The shelf isn't confused. It's a mirror. Australia is a country built by immigration. Wave after wave, decade after decade. And nowhere is that more visible than in what its supermarkets stock. A single aisle in Woolworths carries the food identity of a dozen countries, sitting side by side without explanation, because no explanation is needed. That's just what Australia is.

India - Flip the Lens

Now flip it. What would a foreign traveller learn about us from walking into our stores?

The first thing they would notice is that India doesn't have one grocery shelf. It has dozens. And each one tells a story as distinct as any country on this list.

Maharashtra: The farsan shelf. Chivda, chakli, shev, branded and loose, side by side. Kokum syrup and sol kadhi mixes that wouldn't exist two states away. Aamras pulp in tetra packs, stocked seasonally like it's a limited-edition luxury, which, honestly, it is.

Gujarat: Jaggery in varieties you didn't know existed. Khakhra in 15 flavours. The sheer square footage dedicated to snacks because the Gujarati palate treats snacking as its own food group, and the shelf respects that.

Kerala: Coconut oil in quantities that would confuse anyone from the North. Banana chips in every variant imaginable: sweet, salt, masala, jaggery-coated. Appam and puttu batter in the chilled section, ready-made, because mornings here run on rice batter and coconut milk.

Punjab: The atta shelf with 20-plus brands, because in this part of India, the roti is an identity. Ghee in large tin containers meant for daily use, not special occasions. The pickle section, mango, lime, garlic, mixed, each in three regional styles.

Tamil Nadu and Andhra: The chilli section tells you everything.
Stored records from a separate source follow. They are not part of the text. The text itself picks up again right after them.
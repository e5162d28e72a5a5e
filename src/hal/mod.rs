//! Hardware Abstraction Layer implementations.
//!
//! This module contains concrete implementations of the traits
//! defined in [`crate::traits`].
//!
//! # Available Implementations
//!
//! - `mock`: Test doubles for lamps, publisher and transport
//! - `log`: Lamps that only log (no hardware attached)
//! - `gpio`: Lamps on `embedded-hal` output pins (requires `gpio` feature)

pub mod log;
pub mod mock;

#[cfg(feature = "gpio")]
pub mod gpio;

pub use self::log::*;
pub use mock::*;

#[cfg(feature = "gpio")]
pub use gpio::*;
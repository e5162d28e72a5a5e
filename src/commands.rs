//! Command types and payload interpretation.
//!
//! Two vocabularies map onto the same [`Command`]:
//!
//! - **Detector events** arrive on the event topic as free-form text. They are
//!   trimmed and lowercased, then matched by [`interpret`]. Entry events are
//!   matched by substring because the detector embeds them in a longer string
//!   (e.g. `car_entry_detected`); everything else must match exactly.
//! - **Dashboard actions** are the four case-sensitive names `Entry`, `Exit`,
//!   `Reset` and `SetFull`, parsed by [`DashboardAction::parse`]. Anything else
//!   is rejected explicitly instead of being dropped.
//!
//! # Example
//!
//! ```rust
//! use parking_signal::{interpret, Command, DashboardAction};
//!
//! assert_eq!(interpret(b"car_entry_detected"), Command::Increment);
//! assert_eq!(interpret(b"  EXIT \n"), Command::Decrement);
//!
//! assert_eq!(DashboardAction::parse("SetFull"), Some(DashboardAction::SetFull));
//! assert_eq!(DashboardAction::parse("setfull"), None);
//! ```

use core::fmt;

use serde::{Deserialize, Serialize};

use crate::occupancy::OccupancyUpdate;

// ============================================================================
// Command
// ============================================================================

/// A parsed occupancy command. Built per message and consumed immediately.
#[derive(Clone, Debug, PartialEq, Eq)]
pub enum Command {
    /// One vehicle entered.
    Increment,
    /// One vehicle left (floored at zero).
    Decrement,
    /// Empty the lot.
    Reset,
    /// Jump to the full threshold.
    SetFull,
    /// Payload matched nothing; carries the raw bytes for logging.
    Unrecognized(Vec<u8>),
}

impl Command {
    /// Short name for logging.
    pub const fn name(&self) -> &'static str {
        match self {
            Command::Increment => "increment",
            Command::Decrement => "decrement",
            Command::Reset => "reset",
            Command::SetFull => "setfull",
            Command::Unrecognized(_) => "unrecognized",
        }
    }
}

impl fmt::Display for Command {
    fn fmt(&self, f: &mut fmt::Formatter<'_>) -> fmt::Result {
        match self {
            Command::Unrecognized(raw) => {
                write!(f, "unrecognized({:?})", String::from_utf8_lossy(raw))
            }
            other => f.write_str(other.name()),
        }
    }
}

/// Interpret a detector payload.
///
/// The payload is decoded as UTF-8 (lossily), trimmed and lowercased, then
/// matched in priority order:
///
/// 1. contains `entry` → [`Command::Increment`]
/// 2. equals `exit` → [`Command::Decrement`]
/// 3. equals `reset` → [`Command::Reset`]
/// 4. equals `setfull` → [`Command::SetFull`]
/// 5. anything else → [`Command::Unrecognized`] with the original bytes
pub fn interpret(payload: &[u8]) -> Command {
    let text = String::from_utf8_lossy(payload);
    let normalized = text.trim().to_lowercase();

    if normalized.contains("entry") {
        Command::Increment
    } else {
        match normalized.as_str() {
            "exit" => Command::Decrement,
            "reset" => Command::Reset,
            "setfull" => Command::SetFull,
            _ => Command::Unrecognized(payload.to_vec()),
        }
    }
}

// ============================================================================
// Dashboard Actions
// ============================================================================

/// Action a dashboard viewer may request.
#[derive(Clone, Copy, Debug, PartialEq, Eq, Serialize, Deserialize)]
pub enum DashboardAction {
    /// Count one vehicle in.
    Entry,
    /// Count one vehicle out.
    Exit,
    /// Empty the lot.
    Reset,
    /// Mark the lot full.
    SetFull,
}

impl DashboardAction {
    /// All accepted actions.
    pub const ALL: [DashboardAction; 4] = [
        DashboardAction::Entry,
        DashboardAction::Exit,
        DashboardAction::Reset,
        DashboardAction::SetFull,
    ];

    /// Parse an action name. Case-sensitive and untrimmed.
    pub fn parse(name: &str) -> Option<Self> {
        match name {
            "Entry" => Some(DashboardAction::Entry),
            "Exit" => Some(DashboardAction::Exit),
            "Reset" => Some(DashboardAction::Reset),
            "SetFull" => Some(DashboardAction::SetFull),
            _ => None,
        }
    }

    /// The wire name, as published on the command topic.
    pub const fn as_str(&self) -> &'static str {
        match self {
            DashboardAction::Entry => "Entry",
            DashboardAction::Exit => "Exit",
            DashboardAction::Reset => "Reset",
            DashboardAction::SetFull => "SetFull",
        }
    }
}

impl From<DashboardAction> for Command {
    fn from(action: DashboardAction) -> Self {
        match action {
            DashboardAction::Entry => Command::Increment,
            DashboardAction::Exit => Command::Decrement,
            DashboardAction::Reset => Command::Reset,
            DashboardAction::SetFull => Command::SetFull,
        }
    }
}

// ============================================================================
// Outcome
// ============================================================================

/// Result of applying a command to the occupancy state.
#[derive(Clone, Copy, Debug, PartialEq, Eq)]
pub enum ApplyOutcome {
    /// The command was processed; carries the resulting snapshot.
    Changed(OccupancyUpdate),
    /// The command was unrecognized; nothing was mutated or broadcast.
    Ignored,
    /// The state has been shut down and no longer accepts commands.
    Closed,
}

impl ApplyOutcome {
    /// The new snapshot if the command was applied.
    pub fn update(&self) -> Option<OccupancyUpdate> {
        match self {
            ApplyOutcome::Changed(update) => Some(*update),
            _ => None,
        }
    }
}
Guntur, Byadgi, Kashmiri, sorted by heat and purpose, not lumped into one ‘red chilli’ bin. Filter coffee powder sold by roast profile. Ready-to-eat formats dominated by rice: idli batter, dosa batter, murukku.

Northeast India: Bamboo shoot in jars. Fermented soybean, akhuni, sitting on a shelf next to regular dal. Smoked meat products. A grocery aisle that would feel genuinely foreign to someone from Mumbai or Delhi. And that's precisely the point.

A D-Mart in Pune and a local store in Imphal are separated by more than just distance. They are separated by entirely different food cultures sharing the same passport.

What the Shelf Knows

So now that we have walked through Japan and Turkey, France and Peru, Korea and America, Australia and six different versions of India, let me dwell on something that ties all of this together.

Monuments show you a country's curated past. What it chose to preserve, what it decided was worth freezing in time. A supermarket shows you the unedited present. The version of the country that nobody planned for tourists to see.

Pricing tells you about the lived economy, the one that decides whether a family reaches for olive oil or sunflower oil. Packaging tells you about design sensibility. The minimalism of a Japanese wrapper, the riot of colour on an Indian snack packet. What's fresh versus what's frozen tells you whether a culture shops for today or for the week. And the aisle a store gives the most space to tells you what that society values most. In America, it's cereal. In France, it's cheese. In India, it changes every 500 kilometres.

None of this requires a guidebook, an entry ticket, or a queue. Just 30 minutes and open eyes.

So here's my suggestion. Next time you land anywhere, Narita or Istanbul, Sydney or Lima, or even a city in India you haven't visited before, find the nearest grocery store before you find the nearest landmark. Walk every aisle and just look. The lves will tell you what it is.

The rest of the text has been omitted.